The Ruka is full of life, indeed, and it keeps flourishing, even in this sad time of closure and funeral wakes.
Through Graciela’s words, I was able to feel the pain of the loss, the deep fracture that forms in every Mapuche’s hearts when they are separated from their land.
I feel sadness in Graciela’s words when she talks about her blissful childhood in the countryside with her grandparents. “Without a doubt, that was the best time of my life, ever!”. Her voice breaks up and I sense strong emotions creeping in the pauses that divide the words.
How to blame her? She was taken from her land, when she experienced total freedom and felt the pure elements all around. She was placed in a small flat in a peripheral area of the biggest city of the country, where she grows up far from the soil, the air, the wind and the wild nature she got used to. She forgot her native language to adapt and survive in a hostile urban environment which had probably seemed to her pretty sterile as well if compared to the fields of the South.
Nevertheless, the connection with those first eight years of her life was so strong that she was somehow able to bring it back, cultivate it, let it grow slowly, nourishing it, for herself, her family and her people, and also for the lucky tourists that decide to meet her.

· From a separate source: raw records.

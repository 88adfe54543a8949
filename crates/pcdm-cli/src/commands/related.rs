//! Related-object commands

use clap::{Args, Subcommand};

use super::{node_views, parse_id};
use crate::output::{print_nodes, to_json, OutputFormat};
use crate::AppContext;

#[derive(Args)]
pub struct RelatedArgs {
    #[command(subcommand)]
    pub command: RelatedCommands,
}

#[derive(Subcommand)]
pub enum RelatedCommands {
    /// Relate one object to another
    Add {
        /// Source object
        source: String,
        /// Related object
        target: String,
    },
    /// Remove a related object
    Remove {
        /// Source object
        source: String,
        /// Related object
        target: String,
    },
    /// List related objects
    List {
        /// Object
        node: String,
        /// List the objects that relate to this one instead
        #[arg(long)]
        incoming: bool,
    },
}

pub async fn run(args: &RelatedArgs, ctx: &AppContext) -> anyhow::Result<()> {
    tracing::debug!("Running related command");

    match &args.command {
        RelatedCommands::Add { source, target } => {
            let (source, target) = (parse_id(source)?, parse_id(target)?);
            let added = ctx.service.add_related(&source, &target).await?;
            if added {
                ctx.persist().await?;
            }

            match ctx.format {
                OutputFormat::Json => println!("{}", to_json(&serde_json::json!({
                    "source": source,
                    "target": target,
                    "added": added,
                }))),
                OutputFormat::Table if added => println!("Related {} to {}", target, source),
                OutputFormat::Table => println!("{} already related to {}", target, source),
            }
        }
        RelatedCommands::Remove { source, target } => {
            let (source, target) = (parse_id(source)?, parse_id(target)?);
            let edge = ctx.service.remove_related(&source, &target).await?;
            ctx.persist().await?;

            match ctx.format {
                OutputFormat::Json => println!("{}", to_json(&edge)),
                OutputFormat::Table => println!("Removed related object {} from {}", target, source),
            }
        }
        RelatedCommands::List { node, incoming } => {
            let node = parse_id(node)?;
            let (title, ids) = if *incoming {
                let mut sources: Vec<_> = ctx.service.list_related_by(&node)?.into_iter().collect();
                sources.sort();
                (format!("Objects relating to {}", node), sources)
            } else {
                (format!("Related objects of {}", node), ctx.service.list_related(&node)?)
            };

            tracing::info!("Found {} related objects", ids.len());
            let views = node_views(ctx, ids).await?;
            print_nodes(&title, &views, ctx.format);
        }
    }

    Ok(())
}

During the pandemic, she has suffered a lot for the lack of social connections. However, she admits that the one she had with me was her first virtual interview and she didn’t hide her scepticism. Her initial resistance, though, didn’t get in the way and vanished while her stories were unfolding and my heart opened up to them.
“Well, don’t get the idea that I haven’t done anything during this pandemic, right?” she jokes, winking at me from the screen. She might have not been able to attend her weekly meetings or deliver her classes at the secondary school, but she has spent time designing the traditional handcrafts she loves creating on the same loom she teaches the tourists how to use. She also made fruitful use of her free time by looking after her vegetables in her backyard garden, especially of the chilli (el ají), her favourite one.
She has also had the time to strengthen her contact with the little amount of soil she has access to in Santiago. A calm smile of hers informs me that she has been planting new varieties of flowers at the entrance of the Ruka. so that when it will be safe again for the community members, and for the tourists, to come back to the Ruka, the warm welcome they will receive from her will have a renewed colourful scent too.